▶ Task statement: If a line in the records below contains the word "PartialEq", copy it.

Collected data entries
****************************************

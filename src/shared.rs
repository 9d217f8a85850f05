//! Shared newtypes used across resource modules.

use chrono::{Datelike, NaiveDate};
use serde::{Deserialize, Deserializer, Serialize, Serializer};
use std::fmt;
use std::str::FromStr;
use thiserror::Error;

// ─── YearMonth ───────────────────────────────────────────────────────────────

/// A calendar month, written `YYYY-MM` on the wire (e.g. `"2025-08"`).
#[derive(Debug, Clone, Copy, PartialEq, Eq, PartialOrd, Ord, Hash)]
pub struct YearMonth {
    year: i32,
    month: u32,
}

#[derive(Error, Debug, Clone, PartialEq, Eq)]
#[error("invalid month {0:?}, expected YYYY-MM")]
pub struct YearMonthError(String);

impl YearMonth {
    /// `None` unless `month` is 1..=12 and `year` is 0..=9999.
    pub fn new(year: i32, month: u32) -> Option<Self> {
        ((0..=9999).contains(&year) && (1..=12).contains(&month)).then_some(Self { year, month })
    }

    pub fn year(&self) -> i32 {
        self.year
    }

    pub fn month(&self) -> u32 {
        self.month
    }

    /// First day of the month.
    pub fn first_day(&self) -> Option<NaiveDate> {
        NaiveDate::from_ymd_opt(self.year, self.month, 1)
    }
}

impl From<NaiveDate> for YearMonth {
    fn from(date: NaiveDate) -> Self {
        Self {
            year: date.year(),
            month: date.month(),
        }
    }
}

impl From<YearMonth> for crate::http::ParamValue {
    fn from(ym: YearMonth) -> Self {
        crate::http::ParamValue::String(ym.to_string())
    }
}

impl fmt::Display for YearMonth {
    fn fmt(&self, f: &mut fmt::Formatter<'_>) -> fmt::Result {
        write!(f, "{:04}-{:02}", self.year, self.month)
    }
}

impl FromStr for YearMonth {
    type Err = YearMonthError;

    fn from_str(s: &str) -> Result<Self, Self::Err> {
        let err = || YearMonthError(s.to_string());
        let (year, month) = s.split_once('-').ok_or_else(err)?;
        if year.len() != 4 || month.len() != 2 {
            return Err(err());
        }
        let year = year.parse().map_err(|_| err())?;
        let month = month.parse().map_err(|_| err())?;
        YearMonth::new(year, month).ok_or_else(err)
    }
}

impl Serialize for YearMonth {
    fn serialize<S>(&self, serializer: S) -> Result<S::Ok, S::Error>
    where
        S: Serializer,
    {
        serializer.collect_str(self)
    }
}

impl<'de> Deserialize<'de> for YearMonth {
    fn deserialize<D>(deserializer: D) -> Result<Self, D::Error>
    where
        D: Deserializer<'de>,
    {
        let s = String::deserialize(deserializer)?;
        s.parse().map_err(serde::de::Error::custom)
    }
}

#[cfg(test)]
mod tests {
    use super::*;

    #[test]
    fn test_display_pads() {
        assert_eq!(YearMonth::new(2025, 8).unwrap().to_string(), "2025-08");
    }

    #[test]
    fn test_parse() {
        let ym: YearMonth = "2025-09".parse().unwrap();
        assert_eq!((ym.year(), ym.month()), (2025, 9));
        assert!("2025-13".parse::<YearMonth>().is_err());
        assert!("2025-9".parse::<YearMonth>().is_err());
        assert!("2025/09".parse::<YearMonth>().is_err());
    }

    #[test]
    fn test_from_date() {
        let date = NaiveDate::from_ymd_opt(2024, 2, 29).unwrap();
        let ym = YearMonth::from(date);
        assert_eq!(ym.to_string(), "2024-02");
        assert_eq!(ym.first_day(), NaiveDate::from_ymd_opt(2024, 2, 1));
    }

    #[test]
    fn test_serde_as_string() {
        let ym = YearMonth::new(2025, 8).unwrap();
        assert_eq!(serde_json::to_string(&ym).unwrap(), r#""2025-08""#);
        let back: YearMonth = serde_json::from_str(r#""2025-08""#).unwrap();
        assert_eq!(back, ym);
    }
}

****************************************

▶ Solved exercise:
#[derive(Debug, Clone, Copy, PartialEq, Eq, PartialOrd, Ord, Hash)]
#[derive(Error, Debug, Clone, PartialEq, Eq)]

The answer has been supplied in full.